**Try it:** Please give the number of lines in the material below that contain "struct", and provide nothing besides that number.

**Given records:**
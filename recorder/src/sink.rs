//! Consumers of tracked steps.
//!
//! The tracker owns one [`StepSink`] and calls into it at three points: to
//! build a step, right after a step begins, and right after it ends. The
//! default `on_end_step` writes one log line per step (see [`log_step`]).

use std::collections::BTreeMap;
use std::sync::{Arc, Mutex, PoisonError};
use std::time::Duration;

use anyhow::{Context, Result};
use chrono::{DateTime, Utc};
use serde::{Deserialize, Serialize};
use tracing::{Level, info};

use crate::core::step::{StepMeta, TrackedStep};

/// Extension points of a [`StepTracker`](crate::core::tracker::StepTracker).
///
/// Hooks run synchronously on the caller's thread and never while the
/// tracker holds its stack lock.
pub trait StepSink {
    /// Build the concrete step for freshly assigned metadata.
    fn create_step(&self, meta: StepMeta) -> TrackedStep {
        TrackedStep::new(meta)
    }

    /// Called after a real step has been created and pushed.
    ///
    /// The step's id is already on the open-step stack, so a step begun from
    /// inside this hook is nested under it.
    fn on_begin_step(&self, _step: &TrackedStep) {}

    /// Called after a real step has been popped and ended.
    ///
    /// Errors are returned as-is from `end_step`.
    fn on_end_step(&self, step: &TrackedStep) -> Result<()> {
        log_step(step);
        Ok(())
    }
}

impl<S: StepSink + ?Sized> StepSink for Arc<S> {
    fn create_step(&self, meta: StepMeta) -> TrackedStep {
        (**self).create_step(meta)
    }

    fn on_begin_step(&self, step: &TrackedStep) {
        (**self).on_begin_step(step);
    }

    fn on_end_step(&self, step: &TrackedStep) -> Result<()> {
        (**self).on_end_step(step)
    }
}

/// Discards every step.
#[derive(Debug, Clone, Copy, Default)]
pub struct NoopSink;

impl StepSink for NoopSink {
    fn on_end_step(&self, _step: &TrackedStep) -> Result<()> {
        Ok(())
    }
}

/// Logs one `info` line per completed step.
#[derive(Debug, Clone, Copy, Default)]
pub struct LogSink;

impl StepSink for LogSink {}

/// Emit the reference line for a completed step.
///
/// Skips formatting entirely when `info` is not enabled.
pub fn log_step(step: &TrackedStep) {
    if tracing::enabled!(Level::INFO) {
        let line = format_step_line(
            step.elapsed(),
            step.level(),
            step.step_type(),
            step.name(),
            step.description(),
        );
        info!(
            step_id = step.id(),
            parent_id = step.parent_id(),
            level = step.level(),
            "{line}"
        );
    }
}

/// `"    12 ms :   Bar - init db(init)"`: right-aligned milliseconds, then
/// the type indented by level, then `description(name)`.
pub fn format_step_line(
    elapsed: Duration,
    level: usize,
    step_type: &str,
    name: &str,
    description: &str,
) -> String {
    format!(
        "{:>6} ms : {}{} - {}({})",
        elapsed.as_millis(),
        pad_string(level),
        step_type,
        description,
        name
    )
}

/// Two spaces per nesting level.
pub fn pad_string(level: usize) -> String {
    " ".repeat(level * 2)
}

/// Snapshot of a completed step.
#[derive(Debug, Clone, PartialEq, Eq, Serialize, Deserialize)]
pub struct StepRecord {
    #[serde(rename = "type")]
    pub step_type: String,
    pub name: String,
    pub description: String,
    pub id: u32,
    pub parent_id: u32,
    pub level: usize,
    pub begun_at: DateTime<Utc>,
    pub elapsed_ms: u64,
    pub tags: BTreeMap<String, String>,
}

impl From<&TrackedStep> for StepRecord {
    fn from(step: &TrackedStep) -> Self {
        Self {
            step_type: step.step_type().to_string(),
            name: step.name().to_string(),
            description: step.description().to_string(),
            id: step.id(),
            parent_id: step.parent_id(),
            level: step.level(),
            begun_at: step.begun_at(),
            elapsed_ms: u64::try_from(step.elapsed().as_millis()).unwrap_or(u64::MAX),
            tags: step.tags().clone(),
        }
    }
}

/// Keeps completed steps in memory, in the order they ended.
#[derive(Debug, Default)]
pub struct RecordingSink {
    records: Mutex<Vec<StepRecord>>,
}

impl RecordingSink {
    pub fn new() -> Self {
        Self::default()
    }

    pub fn records(&self) -> Vec<StepRecord> {
        self.records
            .lock()
            .unwrap_or_else(PoisonError::into_inner)
            .clone()
    }

    pub fn len(&self) -> usize {
        self.records
            .lock()
            .unwrap_or_else(PoisonError::into_inner)
            .len()
    }

    pub fn is_empty(&self) -> bool {
        self.len() == 0
    }

    pub fn clear(&self) {
        self.records
            .lock()
            .unwrap_or_else(PoisonError::into_inner)
            .clear();
    }

    /// Pretty JSON array of the recorded steps.
    pub fn to_json(&self) -> Result<String> {
        serde_json::to_string_pretty(&self.records()).context("serialize step records")
    }
}

impl StepSink for RecordingSink {
    fn on_end_step(&self, step: &TrackedStep) -> Result<()> {
        self.records
            .lock()
            .unwrap_or_else(PoisonError::into_inner)
            .push(StepRecord::from(step));
        Ok(())
    }
}

#[cfg(test)]
mod tests {
    use super::*;
    use crate::test_support::capture_logs;

    fn tracked(id: u32, parent_id: u32, level: usize) -> TrackedStep {
        TrackedStep::new(StepMeta {
            step_type: "Bar".to_string(),
            name: "init".to_string(),
            description: "init db".to_string(),
            id,
            parent_id,
            level,
        })
    }

    #[test]
    fn pad_string_is_two_spaces_per_level() {
        assert_eq!(pad_string(0), "");
        assert_eq!(pad_string(1), "  ");
        for level in 0..16 {
            let pad = pad_string(level);
            assert_eq!(pad.len(), level * 2);
            assert!(pad.chars().all(|c| c == ' '));
        }
    }

    #[test]
    fn format_step_line_matches_reference_layout() {
        let line = format_step_line(Duration::from_millis(12), 1, "Bar", "init", "init db");
        assert_eq!(line, "    12 ms :   Bar - init db(init)");

        let wide = format_step_line(Duration::from_millis(1_234_567), 0, "Foo", "boot", "b");
        assert_eq!(wide, "1234567 ms : Foo - b(boot)");
    }

    #[test]
    fn log_sink_writes_one_info_line() {
        let mut step = tracked(2, 1, 1);
        step.end();

        let logs = capture_logs(Level::INFO, || LogSink.on_end_step(&step).expect("log"));

        assert!(logs.contains(" ms :   Bar - init db(init)"), "{logs}");
        assert!(logs.contains("step_id=2"), "{logs}");
        assert!(logs.contains("parent_id=1"), "{logs}");
        assert_eq!(logs.lines().count(), 1);
    }

    #[test]
    fn log_sink_is_silent_below_info() {
        let mut step = tracked(1, 0, 0);
        step.end();

        let logs = capture_logs(Level::WARN, || LogSink.on_end_step(&step).expect("log"));

        assert!(logs.is_empty(), "{logs}");
    }

    #[test]
    fn noop_sink_records_nothing() {
        let mut step = tracked(1, 0, 0);
        step.end();

        let logs = capture_logs(Level::TRACE, || NoopSink.on_end_step(&step).expect("noop"));

        assert!(logs.is_empty(), "{logs}");
    }

    #[test]
    fn recording_sink_keeps_end_order_and_tags() {
        let sink = RecordingSink::new();
        let mut inner = tracked(2, 1, 1);
        inner.add_tag("pool", "main");
        inner.end();
        let mut outer = tracked(1, 0, 0);
        outer.end();

        sink.on_end_step(&inner).expect("record");
        sink.on_end_step(&outer).expect("record");

        let records = sink.records();
        assert_eq!(
            records.iter().map(|r| r.id).collect::<Vec<_>>(),
            vec![2, 1]
        );
        assert_eq!(records[0].tags.get("pool").map(String::as_str), Some("main"));

        let json = sink.to_json().expect("json");
        assert!(json.contains("\"type\": \"Bar\""), "{json}");

        sink.clear();
        assert!(sink.is_empty());
    }
}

**Solution:** 4